The present studies concern sulphotransferase activities for estrogens and other steroids, and 17 beta-hydroxysteroid dehydrogenase (17 beta-HSD) activities for estrogens in Ishikawa endometrial adenocarcinoma cells. When physiological concentrations of various estrogens (estrone, estradiol, estriol) are incubated, most of the transformation product is the respective sulphate. The sulphotransferase activity is very rapid, and 2 h after incubation 70-95% are converted to the sulphated form. Sulphates are found exclusively in the culture medium, which suggests that as soon as the sulphate is biosynthesized it is secreted to the medium.

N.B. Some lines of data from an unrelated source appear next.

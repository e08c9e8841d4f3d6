//! Core behavior trait.
//!
//! This module defines the [`Behavior`] trait, which is the fundamental
//! abstraction for all behavior tree nodes. The trait is generic over a
//! context type `C`, allowing nodes to access game state and make decisions.

use crate::Status;

/// A behavior tree node that can be evaluated against a context.
pub trait Behavior<C>: Send + Sync {
    /// Evaluate this behavior node for the current frame.
    ///
    /// # Arguments
    ///
    /// * `ctx` - Mutable reference to the context/blackboard. Nodes read the
    ///   agent's view of the world from it and write their decisions back.
    ///
    /// # Returns
    ///
    /// - `Status::Success` if the behavior succeeded
    /// - `Status::Failure` if the behavior failed
    /// - `Status::Running` if it needs more frames
    fn tick(&self, ctx: &mut C) -> Status;
}

/// Blanket implementation for boxed behaviors.
///
/// This allows `Box<dyn Behavior<C>>` to also implement `Behavior<C>`,
/// enabling dynamic dispatch and heterogeneous collections of nodes.
impl<C> Behavior<C> for Box<dyn Behavior<C>> {
    #[inline]
    fn tick(&self, ctx: &mut C) -> Status {
        (**self).tick(ctx)
    }
}
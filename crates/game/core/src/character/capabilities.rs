//! Capability interfaces an entity exposes to the simulation.
//!
//! Each interface is backed by one owned component: [`Damageable`] by a
//! [`VitalityLedger`], [`AbilityHost`] by an [`AbilityOrchestrator`], and
//! [`Replicable`] by an [`AuthoritySyncState`]. Implementors supply the
//! component accessors; the operations come with the trait.

use crate::ability::{
    AbilityInstance, AbilityOrchestrator, ActivationContext, ActivationReport, CooldownRemaining,
    TagContainer,
};
use crate::replication::{AuthoritySyncState, ReplicationSnapshot};
use crate::state::EntityId;
use crate::vitals::{DamageOutcome, VitalityLedger};

/// Something with health that can be damaged and killed.
pub trait Damageable {
    fn vitals(&self) -> &VitalityLedger;

    /// Applies damage from `source`. Dead entities absorb nothing.
    fn apply_damage(&mut self, amount: f32, source: Option<EntityId>) -> DamageOutcome;

    fn health(&self) -> f32 {
        self.vitals().health()
    }

    fn max_health(&self) -> f32 {
        self.vitals().max_health()
    }

    fn is_dead(&self) -> bool {
        self.vitals().is_dead()
    }
}

/// Something that owns granted abilities and can activate them by tag.
pub trait AbilityHost {
    fn abilities(&self) -> &AbilityOrchestrator;

    fn abilities_mut(&mut self) -> &mut AbilityOrchestrator;

    fn activation_context(&self) -> ActivationContext;

    /// False while the host is out of play. Nothing is dispatched then.
    fn can_activate(&self) -> bool {
        true
    }

    /// Activates every granted ability matching `tags`, returning the report.
    fn activate_abilities_detailed(
        &mut self,
        tags: &TagContainer,
        allow_remote: bool,
    ) -> ActivationReport {
        if !self.can_activate() {
            return ActivationReport::default();
        }
        let ctx = self.activation_context();
        self.abilities_mut()
            .activate_by_tags_detailed(tags, allow_remote, ctx)
    }

    /// True if at least one matching ability was dispatched.
    fn activate_abilities_with_tags(&mut self, tags: &TagContainer, allow_remote: bool) -> bool {
        self.activate_abilities_detailed(tags, allow_remote)
            .was_attempted()
    }

    fn active_abilities_with_tags(&self, tags: &TagContainer) -> Vec<&AbilityInstance> {
        self.abilities().active_abilities_with_tags(tags)
    }

    fn cooldown_remaining_for_tags(&self, tags: &TagContainer) -> Option<CooldownRemaining> {
        self.abilities().cooldown_remaining(tags)
    }
}

/// Something carrying authority-replicated fields.
pub trait Replicable {
    fn sync(&self) -> &AuthoritySyncState;

    fn sync_mut(&mut self) -> &mut AuthoritySyncState;

    fn character_level(&self) -> i32 {
        self.sync().character_level()
    }

    /// Writes the level on the authority. Observers get `false`.
    fn set_character_level(&mut self, level: i32) -> bool {
        self.sync_mut().set_character_level(level)
    }

    fn collect_snapshot(&mut self) -> Option<ReplicationSnapshot> {
        self.sync_mut().collect_snapshot()
    }

    fn full_snapshot(&self) -> Option<ReplicationSnapshot> {
        self.sync().full_snapshot()
    }

    fn apply_snapshot(&mut self, snapshot: &ReplicationSnapshot) -> bool {
        self.sync_mut().apply_snapshot(snapshot)
    }
}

Comparative data using neutral steroids (dehydroepiandrosterone, testosterone, and pregnenolone) show that sulphotransferase activity for these compounds is very limited. In another series of studies, 17 beta-HSD activity was explored for the interconversion estrone <-> estradiol. At low concentrations (5 x 10(-9)-5 x 10(-8) M), when estradiol (E-2) is incubated, most of the unconjugated material remains as E-2 in the cellular compartment, but at high concentrations (5 x 10(-7)-5 x 10(-6) M) a great proportion (70-80%) of the E-2 is converted to estrone (E-1). On the other hand, after incubation of E-1 at all concentrations most remained as unchanged E-1. It is suggested that, in Ishikawa cells, at very low concentrations of E-1 or E-2, sulphotransferases are predominant, but when this enzyme is saturated 17 beta-HSD activity is orientated to the oxidative form. (C) 1997 Elsevier Science Ltd.